The Kazakh Geo-Economy: Import Dependence on Russia Above All Else

A little background on the global structures of Kazakhstan's geoeconomic insertedness. I don't quite have any elaborate theory about all this, but there is at least one definitely interesting pattern. We might call it a pattern of import dependence.

Like with all countries in the world, the structure of Kazakhstan's foreign trade is, clearly, asymmetrical. What is interesting to me is 1 the magnitude and 2 the pattern of that asymmetry. 

Below you will find Kazakhstan's top 10 export- and top 10 import-partners (altogether 13 data countries, each represented by a dot), based on data from the World Bank's WITS data bank. The blue line is where a dot would be if trade with the country represented by the dot were perfectly balanced from a Kazakh geoeconomic perspective, i.e., if exports and imports with said country amounted to exactly the same percentage of Kazakhstan's total exports and imports. The farther a dot is from that blue line, the greater of the likely domestic structural impact of that relationship (called dependency).

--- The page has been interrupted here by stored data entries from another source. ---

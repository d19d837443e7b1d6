//! Docx serialization engine.
//!
//! Layout construction and zip packing are CPU-bound, so they run on the
//! blocking pool and are awaited exactly once.

use docx_rs::Docx;
use std::io::Cursor;

use super::common::document_filename;
use super::layout::build_document;
use super::{GeneratedDocument, RenderError, DOCX_MIME};
use crate::purchase_order::model::PurchaseOrderData;

/// Stateless engine turning purchase orders into docx bytes.
pub struct DocxRenderEngine;

impl DocxRenderEngine {
    /// Pack a built document into an in-memory `.docx` archive.
    pub fn pack(docx: Docx) -> Result<Vec<u8>, RenderError> {
        let mut buffer = Cursor::new(Vec::new());
        docx.build()
            .pack(&mut buffer)
            .map_err(|err| RenderError::Pack(err.to_string()))?;
        Ok(buffer.into_inner())
    }

    /// Lay out and pack `data` synchronously.
    pub fn render_blocking(data: &PurchaseOrderData) -> Result<GeneratedDocument, RenderError> {
        let bytes = Self::pack(build_document(data))?;
        Ok(GeneratedDocument {
            filename: document_filename(&data.po_no),
            bytes,
            mime_type: DOCX_MIME,
        })
    }

    /// Render on the blocking pool.
    pub async fn render(data: PurchaseOrderData) -> Result<GeneratedDocument, RenderError> {
        tokio::task::spawn_blocking(move || Self::render_blocking(&data))
            .await
            .map_err(RenderError::Worker)?
    }
}
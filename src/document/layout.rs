//! Block layout of the purchase-order document.
//!
//! Maps a `PurchaseOrderData` onto a fixed sequence of docx paragraphs and
//! tables. Sizes are half-points, widths are fiftieths of a percent.

use docx_rs::{
    AlignmentType, BreakType, Docx, LineSpacing, Paragraph, Run, RunFonts, Shading, Style,
    StyleType, Table, TableCell, TableRow, VAlignType, WidthType,
};

use super::common::{first_non_empty, format_amount, format_quantity};
use crate::purchase_order::model::PurchaseOrderData;

pub const INSTITUTION_NAME: &str = "QUEENS' COLLEGE";
pub const INSTITUTION_ADDRESS: &str = "Khandwa Road, Indore (M.P.)";
pub const DOCUMENT_TITLE: &str = "PURCHASE ORDER";
pub const NET_PAYABLE_LABEL: &str = "NET PAYABLE AMOUNT (INCL. TAXES):";

const FULL_WIDTH: usize = 5000;
const HALF_WIDTH: usize = 2500;

const SECTION_SHADE: &str = "F2F2F2";
const HEADER_SHADE: &str = "D9D9D9";
const TOTAL_SHADE: &str = "E6E6E6";
const TITLE_COLOR: &str = "8B4513";

const CELL_TEXT_SIZE: usize = 20;
const HEADING_CELL_SIZE: usize = 22;
const DETAIL_SIZE: usize = 18;

const HEADING_3: &str = "Heading3";
const SIGNATURE_LINE: &str = "__________________________";

/// Build the complete document for `data`.
pub fn build_document(data: &PurchaseOrderData) -> Docx {
    let mut docx = Docx::new().add_style(
        Style::new(HEADING_3, StyleType::Paragraph)
            .name("Heading 3")
            .bold()
            .size(26),
    );

    for paragraph in title_block() {
        docx = docx.add_paragraph(paragraph);
    }
    docx = docx.add_table(info_table(data));
    docx = docx.add_paragraph(
        Paragraph::new()
            .add_run(Run::new().add_text("ITEMIZED ORDER DETAILS"))
            .style(HEADING_3)
            .align(AlignmentType::Center)
            .line_spacing(LineSpacing::new().before(400).after(100)),
    );
    docx = docx.add_table(items_table(data));
    for paragraph in terms_block(data) {
        docx = docx.add_paragraph(paragraph);
    }
    docx.add_table(signature_table())
}

#[derive(Debug, Clone, Copy)]
enum Align {
    Left,
    Center,
    Right,
}

impl Align {
    fn to_docx(self) -> AlignmentType {
        match self {
            Align::Left => AlignmentType::Left,
            Align::Center => AlignmentType::Center,
            Align::Right => AlignmentType::Right,
        }
    }
}

/// Options for a single-paragraph table cell.
#[derive(Debug, Clone, Copy)]
struct CellStyle {
    size: usize,
    bold: bool,
    align: Align,
    shade: Option<&'static str>,
    width: Option<usize>,
}

impl Default for CellStyle {
    fn default() -> Self {
        Self {
            size: CELL_TEXT_SIZE,
            bold: false,
            align: Align::Left,
            shade: None,
            width: None,
        }
    }
}

impl CellStyle {
    fn bold(mut self) -> Self {
        self.bold = true;
        self
    }

    fn size(mut self, size: usize) -> Self {
        self.size = size;
        self
    }

    fn align(mut self, align: Align) -> Self {
        self.align = align;
        self
    }

    fn shade(mut self, fill: &'static str) -> Self {
        self.shade = Some(fill);
        self
    }

    fn half_width(mut self) -> Self {
        self.width = Some(HALF_WIDTH);
        self
    }
}

fn text_run(text: impl Into<String>, size: usize, bold: bool) -> Run {
    let run = Run::new().add_text(text).size(size);
    if bold {
        run.bold()
    } else {
        run
    }
}

fn text_cell(text: impl Into<String>, style: CellStyle) -> TableCell {
    let mut cell = TableCell::new()
        .add_paragraph(
            Paragraph::new()
                .add_run(text_run(text, style.size, style.bold))
                .align(style.align.to_docx()),
        )
        .vertical_align(VAlignType::Center);
    if let Some(fill) = style.shade {
        cell = cell.shading(Shading::new().fill(fill));
    }
    if let Some(width) = style.width {
        cell = cell.width(width, WidthType::Pct);
    }
    cell
}

/// A cell holding one small paragraph per line; `bold_first` emphasises the
/// leading line.
fn detail_cell(lines: Vec<String>, bold_first: bool, width: Option<usize>) -> TableCell {
    let mut cell = TableCell::new();
    for (index, line) in lines.into_iter().enumerate() {
        let bold = bold_first && index == 0;
        cell = cell.add_paragraph(Paragraph::new().add_run(text_run(line, DETAIL_SIZE, bold)));
    }
    match width {
        Some(width) => cell.width(width, WidthType::Pct),
        None => cell,
    }
}

fn title_block() -> Vec<Paragraph> {
    vec![
        Paragraph::new()
            .add_run(
                Run::new()
                    .add_text(INSTITUTION_NAME)
                    .bold()
                    .size(40)
                    .color(TITLE_COLOR)
                    .fonts(RunFonts::new().ascii("Times New Roman").hi_ansi("Times New Roman")),
            )
            .align(AlignmentType::Center),
        Paragraph::new()
            .add_run(
                Run::new()
                    .add_text(INSTITUTION_ADDRESS)
                    .size(20)
                    .fonts(RunFonts::new().ascii("Arial").hi_ansi("Arial")),
            )
            .align(AlignmentType::Center),
        Paragraph::new()
            .add_run(
                Run::new()
                    .add_text(DOCUMENT_TITLE)
                    .bold()
                    .size(32)
                    .underline("single")
                    .fonts(RunFonts::new().ascii("Arial").hi_ansi("Arial")),
            )
            .align(AlignmentType::Center)
            .line_spacing(LineSpacing::new().before(200).after(300)),
    ]
}

fn info_table(data: &PurchaseOrderData) -> Table {
    let heading = CellStyle::default().bold().size(HEADING_CELL_SIZE);
    let section = heading.shade(SECTION_SHADE);

    let vendor = &data.vendor;
    let buyer = &data.buyer;
    let bank = &data.bank_details;
    let reference = &data.reference;

    let rows = vec![
        TableRow::new(vec![
            text_cell(format!("P.O. NO: {}", data.po_no), heading.half_width()),
            text_cell(
                format!("DATE: {}", data.date),
                heading.half_width().align(Align::Right),
            ),
        ]),
        TableRow::new(vec![
            text_cell("SUPPLIER INFORMATION:", section),
            text_cell("CONSIGNEE / BUYER DETAILS:", section),
        ]),
        TableRow::new(vec![
            detail_cell(
                vec![
                    format!("Company: {}", vendor.company_name),
                    format!("Contact: {}", vendor.contact_person),
                    format!("Address: {}", vendor.address),
                    format!("Email: {}", vendor.email),
                    format!("Phone: {}", vendor.phone),
                ],
                true,
                Some(HALF_WIDTH),
            ),
            detail_cell(
                vec![
                    format!("Org: {}", buyer.organization),
                    format!("Attention: {}", buyer.contact_person),
                    format!("Address: {}", buyer.address),
                    format!("Internal POC: {} ({})", data.poc.name, data.poc.phone),
                ],
                true,
                Some(HALF_WIDTH),
            ),
        ]),
        TableRow::new(vec![
            text_cell("BANKING & TAX DETAILS:", section),
            text_cell("QUOTATION REFERENCE:", section),
        ]),
        TableRow::new(vec![
            detail_cell(
                vec![
                    format!("Bank: {}", bank.bank),
                    format!("A/C: {}", bank.account_no),
                    format!("Branch: {} (IFSC: {})", bank.branch, bank.ifsc_code),
                    format!(
                        "GSTIN: {} | PAN: {}",
                        data.other_details.gst_no, data.other_details.pan_no
                    ),
                ],
                false,
                None,
            ),
            TableCell::new()
                .add_paragraph(Paragraph::new().add_run(text_run(
                    format!("Ref No: {}", reference.quotation_no),
                    DETAIL_SIZE,
                    false,
                )))
                .add_paragraph(Paragraph::new().add_run(text_run(
                    format!("Quote Date: {}", reference.date),
                    DETAIL_SIZE,
                    false,
                )))
                .add_paragraph(Paragraph::new().add_run(text_run(
                    format!("Agreed Amount: ₹ {}", reference.amount),
                    DETAIL_SIZE,
                    true,
                ))),
        ]),
    ];

    Table::new(rows)
        .width(FULL_WIDTH, WidthType::Pct)
        .set_grid(vec![4680, 4680])
}

fn items_table(data: &PurchaseOrderData) -> Table {
    let header = CellStyle::default()
        .bold()
        .align(Align::Center)
        .shade(HEADER_SHADE);
    let centered = CellStyle::default().align(Align::Center);
    let right = CellStyle::default().align(Align::Right);

    let mut rows = vec![TableRow::new(
        [
            "SR.",
            "ITEM / PRODUCT DESCRIPTION",
            "QTY",
            "BASIC (₹)",
            "GST (₹)",
            "TOTAL (₹)",
        ]
        .into_iter()
        .map(|label| text_cell(label, header))
        .collect(),
    )];

    rows.extend(data.items.iter().enumerate().map(|(index, item)| {
        TableRow::new(vec![
            text_cell((index + 1).to_string(), centered),
            text_cell(item.description.clone(), CellStyle::default()),
            text_cell(format_quantity(item.qty), centered),
            text_cell(format_amount(item.basic_cost), right),
            text_cell(format_amount(item.gst), right),
            text_cell(format_amount(item.total_cost), right.bold()),
        ])
    }));

    rows.push(TableRow::new(vec![
        TableCell::new()
            .add_paragraph(
                Paragraph::new()
                    .add_run(Run::new().add_text(NET_PAYABLE_LABEL).bold())
                    .align(AlignmentType::Right),
            )
            .grid_span(5),
        text_cell(
            format_amount(data.grand_total()),
            right.bold().shade(TOTAL_SHADE),
        ),
    ]));

    Table::new(rows)
        .width(FULL_WIDTH, WidthType::Pct)
        .set_grid(vec![700, 3560, 900, 1400, 1400, 1400])
}

/// Body text of the four standard clauses, in order.
pub fn term_clauses(data: &PurchaseOrderData) -> [(&'static str, String); 4] {
    let terms = &data.terms;
    [
        (
            "1. Quality Assurance: ",
            format!(
                "The supplied {} must confirm to high-quality industrial standards and requirements of Queens' College.",
                first_non_empty(&[terms.quality_assurance_item.as_str()], "products")
            ),
        ),
        (
            "2. Delivery Schedule: ",
            format!(
                "Delivery must be completed within {} of the PO date.",
                first_non_empty(&[terms.delivery_timeline.as_str()], "specified timeline")
            ),
        ),
        (
            "3. Payment Terms: ",
            "Official tax invoice is mandatory. Settlement will be made post verification of goods."
                .to_string(),
        ),
        (
            "4. Compliance: ",
            format!(
                "Order strictly follows the finalized quotation of ₹ {}.",
                first_non_empty(
                    &[
                        terms.compliance_quote_amount.as_str(),
                        data.reference.amount.as_str(),
                    ],
                    "specified amount"
                )
            ),
        ),
    ]
}

fn terms_block(data: &PurchaseOrderData) -> Vec<Paragraph> {
    let mut paragraphs = vec![Paragraph::new()
        .add_run(text_run("STANDARD TERMS & CONDITIONS", 24, true))
        .line_spacing(LineSpacing::new().before(400).after(100))];

    let clauses = term_clauses(data);
    let last = clauses.len() - 1;
    for (index, (label, body)) in clauses.into_iter().enumerate() {
        let mut paragraph = Paragraph::new()
            .add_run(text_run(label, DETAIL_SIZE, true))
            .add_run(text_run(body, DETAIL_SIZE, false));
        if index == last {
            paragraph = paragraph.line_spacing(LineSpacing::new().after(600));
        }
        paragraphs.push(paragraph);
    }
    paragraphs
}

fn signature_run(label: &str, caption: &str) -> Run {
    Run::new()
        .bold()
        .add_break(BreakType::TextWrapping)
        .add_break(BreakType::TextWrapping)
        .add_text(SIGNATURE_LINE)
        .add_break(BreakType::TextWrapping)
        .add_text(label)
        .add_break(BreakType::TextWrapping)
        .add_text(caption)
}

fn signature_table() -> Table {
    let cell = |run: Run, align: AlignmentType| {
        TableCell::new()
            .add_paragraph(Paragraph::new().add_run(run).align(align))
            .clear_all_border()
    };

    Table::new(vec![TableRow::new(vec![
        cell(
            signature_run("Authorized Signatory", "Queens' College, Indore"),
            AlignmentType::Left,
        ),
        cell(
            signature_run("Vendor Acceptance", "(Stamp & Signature)"),
            AlignmentType::Right,
        ),
    ])])
    .width(FULL_WIDTH, WidthType::Pct)
    .set_grid(vec![4680, 4680])
}
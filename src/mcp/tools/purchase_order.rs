//! Tool definition for purchase-order generation.

use serde::Deserialize;
use serde_json::{json, Value};

use super::registry::ToolDescriptor;
use crate::purchase_order::model::PurchaseOrderData;

pub const TOOL_NAME: &str = "generate_purchase_order";

/// Arguments of the tool. Without `purchaseOrder` the server's current form
/// is rendered.
#[derive(Debug, Deserialize, Default)]
#[serde(rename_all = "camelCase")]
pub struct GeneratePurchaseOrderArgs {
    #[serde(default)]
    pub purchase_order: Option<PurchaseOrderData>,
}

pub fn descriptor() -> ToolDescriptor {
    ToolDescriptor {
        name: TOOL_NAME.to_string(),
        description: concat!(
            "Render a purchase order as a Word (.docx) document. ",
            "Pass the full order as `purchaseOrder`, or omit it to render the order ",
            "currently held in the server's form. Line item totals are printed as given; ",
            "the net payable amount is recomputed from them."
        )
        .to_string(),
        input_schema: input_schema(),
    }
}

fn text_fields(names: &[&str]) -> Value {
    let properties: serde_json::Map<String, Value> = names
        .iter()
        .map(|name| (name.to_string(), json!({ "type": "string" })))
        .collect();
    json!({ "type": "object", "properties": properties })
}

fn input_schema() -> Value {
    json!({
        "type": "object",
        "properties": {
            "purchaseOrder": {
                "type": "object",
                "description": "Purchase order to render",
                "properties": {
                    "poNo": { "type": "string", "description": "PO number, also used as file name" },
                    "date": { "type": "string", "description": "PO date (YYYY-MM-DD)" },
                    "vendor": text_fields(&["contactPerson", "companyName", "address", "email", "phone"]),
                    "bankDetails": text_fields(&["bank", "accountNo", "branch", "ifscCode"]),
                    "otherDetails": text_fields(&["panNo", "gstNo"]),
                    "buyer": text_fields(&["organization", "address", "contactPerson", "email", "phone"]),
                    "poc": text_fields(&["name", "phone"]),
                    "reference": text_fields(&["quotationNo", "date", "amount"]),
                    "items": {
                        "type": "array",
                        "items": {
                            "type": "object",
                            "properties": {
                                "id": { "type": "string" },
                                "description": { "type": "string" },
                                "qty": { "type": ["number", "string"] },
                                "basicCost": { "type": ["number", "string"] },
                                "gst": { "type": ["number", "string"], "description": "Flat GST amount" },
                                "totalCost": { "type": ["number", "string"] }
                            },
                            "required": ["id"]
                        }
                    },
                    "terms": text_fields(&["qualityAssuranceItem", "deliveryTimeline", "complianceQuoteAmount"])
                }
            }
        }
    })
}

#[cfg(test)]
mod tests {
    use super::*;

    #[test]
    fn test_descriptor() {
        let desc = descriptor();
        assert_eq!(desc.name, TOOL_NAME);
        assert!(desc.description.contains(".docx"));
        assert!(desc.input_schema["properties"]["purchaseOrder"]["properties"]["items"].is_object());
    }

    #[test]
    fn test_args_accept_string_numbers() {
        let args: GeneratePurchaseOrderArgs = serde_json::from_value(json!({
            "purchaseOrder": {
                "poNo": "PO-9",
                "items": [{ "id": "a", "qty": "2", "basicCost": 50, "gst": "oops", "totalCost": 100 }]
            }
        }))
        .unwrap();

        let po = args.purchase_order.unwrap();
        assert_eq!(po.items[0].qty, 2.0);
        assert_eq!(po.items[0].gst, 0.0);
        assert_eq!(po.buyer.organization, "Queens' College");
    }
}
//! Stateless MCP HTTP handler for Actix-Web.
//!
//! Each POST carries one JSON-RPC request; no session is kept between calls.

use actix_web::{web, HttpResponse, Responder};

use crate::mcp::rpc::RpcRequest;
use crate::mcp::service::McpService;
use crate::AppState;

pub struct McpState {
    pub service: McpService,
}

impl McpState {
    pub fn new(service: McpService) -> Self {
        Self { service }
    }
}

/// RPC handler - POST /mcp
pub async fn rpc_handler(
    mcp: web::Data<McpState>,
    state: web::Data<AppState>,
    body: web::Json<RpcRequest>,
) -> impl Responder {
    log::info!("Received MCP request: {}", body.method);

    match mcp.service.handle_request(body.into_inner(), &state).await {
        Some(response) => HttpResponse::Ok().json(response),
        // Notifications are acknowledged without a body
        None => HttpResponse::Accepted().finish(),
    }
}

pub fn config(cfg: &mut web::ServiceConfig) {
    cfg.service(web::resource("/mcp").route(web::post().to(rpc_handler)));
}
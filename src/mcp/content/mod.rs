//! Content types for MCP tool responses.

pub mod types;

pub use types::{ContentItem, FileMetadata, ToolResult};
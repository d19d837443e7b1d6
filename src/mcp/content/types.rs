//! Tool result payloads: text items and base64-encoded file resources.

use base64::engine::general_purpose::STANDARD as BASE64;
use base64::Engine;
use chrono::Utc;
use serde::{Deserialize, Serialize};

use crate::document::GeneratedDocument;

#[derive(Debug, Clone, Serialize, Deserialize, PartialEq)]
#[serde(rename_all = "camelCase")]
pub struct FileMetadata {
    pub filename: String,
    pub mime_type: String,
    pub size_bytes: usize,
    /// ISO8601 creation time
    pub created_at: String,
}

impl FileMetadata {
    pub fn new(
        filename: impl Into<String>,
        mime_type: impl Into<String>,
        size_bytes: usize,
    ) -> Self {
        Self {
            filename: filename.into(),
            mime_type: mime_type.into(),
            size_bytes,
            created_at: Utc::now().to_rfc3339(),
        }
    }
}

/// Content item in tool result (MCP spec compatible).
#[derive(Debug, Clone, Serialize, Deserialize)]
pub struct ContentItem {
    #[serde(rename = "type")]
    pub content_type: String,
    #[serde(skip_serializing_if = "Option::is_none")]
    pub text: Option<String>,
    /// Base64 payload of a resource item
    #[serde(skip_serializing_if = "Option::is_none")]
    pub data: Option<String>,
    #[serde(rename = "mimeType", skip_serializing_if = "Option::is_none")]
    pub mime_type: Option<String>,
    #[serde(skip_serializing_if = "Option::is_none")]
    pub metadata: Option<FileMetadata>,
}

impl ContentItem {
    pub fn text(text: impl Into<String>) -> Self {
        Self {
            content_type: "text".to_string(),
            text: Some(text.into()),
            data: None,
            mime_type: None,
            metadata: None,
        }
    }

    /// Embed a generated document as a base64 resource.
    pub fn document(doc: &GeneratedDocument) -> Self {
        Self {
            content_type: "resource".to_string(),
            text: Some(format!("Generated file: {}", doc.filename)),
            data: Some(BASE64.encode(&doc.bytes)),
            mime_type: Some(doc.mime_type.to_string()),
            metadata: Some(FileMetadata::new(
                &doc.filename,
                doc.mime_type,
                doc.size_bytes(),
            )),
        }
    }
}

/// Result of a tool call (MCP spec compatible).
#[derive(Debug, Clone, Serialize, Deserialize)]
pub struct ToolResult {
    pub content: Vec<ContentItem>,
    #[serde(rename = "isError")]
    pub is_error: bool,
}

impl ToolResult {
    pub fn success(content: Vec<ContentItem>) -> Self {
        Self {
            content,
            is_error: false,
        }
    }

    pub fn error(message: impl Into<String>) -> Self {
        Self {
            content: vec![ContentItem::text(message)],
            is_error: true,
        }
    }
}

#[cfg(test)]
mod tests {
    use super::*;
    use crate::document::DOCX_MIME;

    #[test]
    fn test_document_item_is_base64_resource() {
        let doc = GeneratedDocument {
            filename: "PO-7.docx".to_string(),
            bytes: b"docx bytes".to_vec(),
            mime_type: DOCX_MIME,
        };
        let item = ContentItem::document(&doc);

        assert_eq!(item.content_type, "resource");
        assert_eq!(item.mime_type.as_deref(), Some(DOCX_MIME));
        let decoded = BASE64.decode(item.data.unwrap()).unwrap();
        assert_eq!(decoded, b"docx bytes");
        let metadata = item.metadata.unwrap();
        assert_eq!(metadata.filename, "PO-7.docx");
        assert_eq!(metadata.size_bytes, 10);
    }

    #[test]
    fn test_tool_result_serialization() {
        let result = ToolResult::error("Something went wrong");
        let json = serde_json::to_value(&result).unwrap();
        assert_eq!(json["isError"], true);
        assert_eq!(json["content"][0]["type"], "text");
        assert_eq!(json["content"][0]["text"], "Something went wrong");
    }
}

To me, this shows a couple of small facts and one big-ish observation. The smaller facts: 

  •  The Netherlands, France, Switzerland and Spain are the countries where the Kazakh economy "makes money," i.e., it sells Kazakh goods but purchases considerably less. Overall, the magnitude of these differences is not particularly great, e.g., Kazakh exports to the Netherlands are 7,6% of Kazakhstan's exports while Dutch imports are only 0,6% of Kazakh imports, and that--7,6% vs. 0,6%--is the greatest discrepancy underneath the blue line.
  • Conversely, the US, Germany, Belarus and China have the opposite pattern in their trade with Kazakhstan: Imports from them constitute a greater part of Kazakhstan's imports than their Kazakh exports.
  • Kazakh trade with Italy--8,9% of imports and 9,7% of exports--and South Korea--4,1% and 5,3%, respectively--is as close to being balanced as it gets.
And, now, the Big Bear of an observation. The Russian Federation has a very peculiar pattern in its trade with Kazakhstan, one that looks like a grossly exaggerated version of the second type I described in the previous paragraph. Russia--all alone in the top-left quadrant of the graph, in a league of its own--absorbs just under 10% of Kazakh exports while its products constitute 36,7% of Kazakh imports. Kazakhstan has a remarkably un-balanced trade pattern with Russia. Mind you, that is not exactly unprecedented in the post-world-war-II world; in fact that is quite reminiscent of post-independence relations between erstwhile colonized, now independent states and their former colonial powers. Russia-Kazakhstan trade involves a large-ish flow of Kazakh exports to Russia (with 9,7%, Russia is tied with Italy on second-third place among Kazakhstan's top export partners), dwarfed by the glacier of Russian exports to Kazakhstan (constituting more than one-third of Kazakh imports, 36,7% to be precise).  

By itself that says nothing about what is exported from Russia to Kazakhstan--my guess is mainly machinery, putting Kazakhstan squarely in the post-Soviet Russian technological orbit (indexing technological dependence as well), but just the sheer magnitude of it indicates that the Kazak economy labors under very strong import dependence on Russia. To put it simply, the Kazakh economy produces to sell its commodities to its four top export destinations (Russia, the PRC, Italy and South Korea) just to produce enough revenue to be able to pay for what it imports from Russia.  Kazakh imports from Russia and China exceed more than half of Kazakh imports. I would also be very surprised if import dependence were not also tied to financial dependence.

Finally, there is the interesting question of import- vs. export-dependence. There is an interesting regularity there as well. 

The magnitude of a country's dependence on another is by asking 'how much more important a particular network connection (export or import linkage) is for country A than the same is for country B?' I computed this, for comparison's sake, for Belarus, another country in the post-Soviet integration system called Commonwealth of Independent States expected to be highly dependent on its trade with Russia. Here are the results for 2019, computed, again, from the World Bank's WITS database.


To put this in words, Belarus' dependence on Russia is observed in both exports and imports. The same trade links are 7,48 and 10,76 times more significant for Belarus than for Russia.  Kazakhstan is also somewhat dependent on Russia as an export market (Kazakhstan-to-Russia exports are only 4,20 time more significant for the former than the latter). But, importantly, Russia-to-Kazakhstan trade is 11,17 times more important for Kazakhstan than for Russia. In other words, Kazakhstan has a very considerably higher import dependence on Russia (and that is greater even than in the case of smaller Belarus) than on exports. Put differently, it seems the Kazakh economy has considerably less of an issue of dependence on Russia in terms of its exports than imports. In contrast, Belarus' external linkages are more evenly spread out, it has arguably strong dependence on Russia in both dimensions.